On pensait pourtant que la version adoptée, avant la pause électorale, par la Commission économique avait obtenu un large consensus. L’idée défendue par les interprofessions et à laquelle s’étaient finalement ralliées la FNSEA et le sénateur (PS) Didier Guillaume, rapporteur de la loi, était d’inverser la charge de la preuve pour la représentativité. Ce n’était plus aux  organisations professionnelles membres de prouver qu’elles représentent 70% de leur secteur d’activité. C’est aux organisations candidates de démontrer qu’elles représentent 30 %. Selon nos informations, le gouvernement reste sur ce schéma théorique.

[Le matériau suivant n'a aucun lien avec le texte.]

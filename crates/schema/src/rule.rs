//! Composable field rules.

use regex::Regex;
use std::sync::LazyLock;

/// One predicate in a field's check chain.
///
/// Checks run in order and the chain stops at the first failure, so a field
/// reports at most one message.
#[derive(Debug, Clone)]
pub enum Check {
    /// JSON string.
    String,
    /// Non-blank string (after trimming) or non-empty array.
    NotEmpty,
    /// String length in characters, bounds inclusive.
    Length {
        min: Option<usize>,
        max: Option<usize>,
    },
    /// String fully matching `regex`; `format` is shown in the message.
    Pattern {
        regex: &'static LazyLock<Regex>,
        format: &'static str,
    },
    /// String equal to one of the listed values.
    OneOf(&'static [&'static str]),
    /// JSON number.
    Number,
    /// JSON number or a string that parses as one.
    Numeric,
    /// JSON integer.
    Integer,
    /// JSON integer or a string of decimal digits.
    IntegerLike,
    /// Numeric value `>=` the bound.
    Min(f64),
    /// Numeric value `<=` the bound.
    Max(f64),
    /// Nested object validated against its own schema.
    Object(Schema),
    /// Array whose every element is an object validated against the schema.
    ListOf(Schema),
    /// Array with at least one element.
    NonEmptyList,
    /// Passes when any one of the chains passes.
    AnyOf(Vec<Vec<Check>>),
}

impl Check {
    #[must_use]
    pub fn len(min: usize, max: usize) -> Self {
        Self::Length {
            min: Some(min),
            max: Some(max),
        }
    }

    #[must_use]
    pub fn max_len(max: usize) -> Self {
        Self::Length {
            min: None,
            max: Some(max),
        }
    }

    #[must_use]
    pub fn exact_len(n: usize) -> Self {
        Self::len(n, n)
    }
}

/// A named field and the checks applied to it.
#[derive(Debug, Clone)]
pub struct FieldRule {
    pub name: &'static str,
    /// Required fields must be present and non-null. Optional fields that are
    /// absent or `null` are skipped entirely.
    pub required: bool,
    pub checks: Vec<Check>,
}

impl FieldRule {
    #[must_use]
    pub fn required(name: &'static str, checks: Vec<Check>) -> Self {
        Self {
            name,
            required: true,
            checks,
        }
    }

    #[must_use]
    pub fn optional(name: &'static str, checks: Vec<Check>) -> Self {
        Self {
            name,
            required: false,
            checks,
        }
    }
}

/// Ordered list of field rules for one payload shape.
#[derive(Debug, Clone, Default)]
pub struct Schema {
    fields: Vec<FieldRule>,
}

impl Schema {
    #[must_use]
    pub fn new(fields: Vec<FieldRule>) -> Self {
        Self { fields }
    }

    #[must_use]
    pub fn fields(&self) -> &[FieldRule] {
        &self.fields
    }

    #[must_use]
    pub fn field(&self, name: &str) -> Option<&FieldRule> {
        self.fields.iter().find(|f| f.name == name)
    }

    /// Names of the fields that must be present.
    pub fn required_fields(&self) -> impl Iterator<Item = &'static str> + '_ {
        self.fields.iter().filter(|f| f.required).map(|f| f.name)
    }
}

En revanche, l’amendement qu’il souhaite présenter abaisse le seuil de 30 à 20 % : « Pour tout autre secteur, ces conditions sont présumées respectées lorsque l’organisation interprofessionnelle démontre que l’accord dont l’extension est demandée n’a pas fait l’objet, dans le mois suivant sa publication par cette organisation, de l’opposition d’organisations professionnelles réunissant des opérateurs économiques de ce secteur d’activité, représentant au total plus de 20% des volumes du secteur d’activité concerné. » Cette position sur le seuil des 20 % ne convient pas aux interprofessions qui s’interrogent par ailleurs sur le sens de ce seuil. En effet, c’est le règlement européen qui fixe le seuil de représentativité d’une organisation à 70%, et donc à 30 % pour les minoritaires.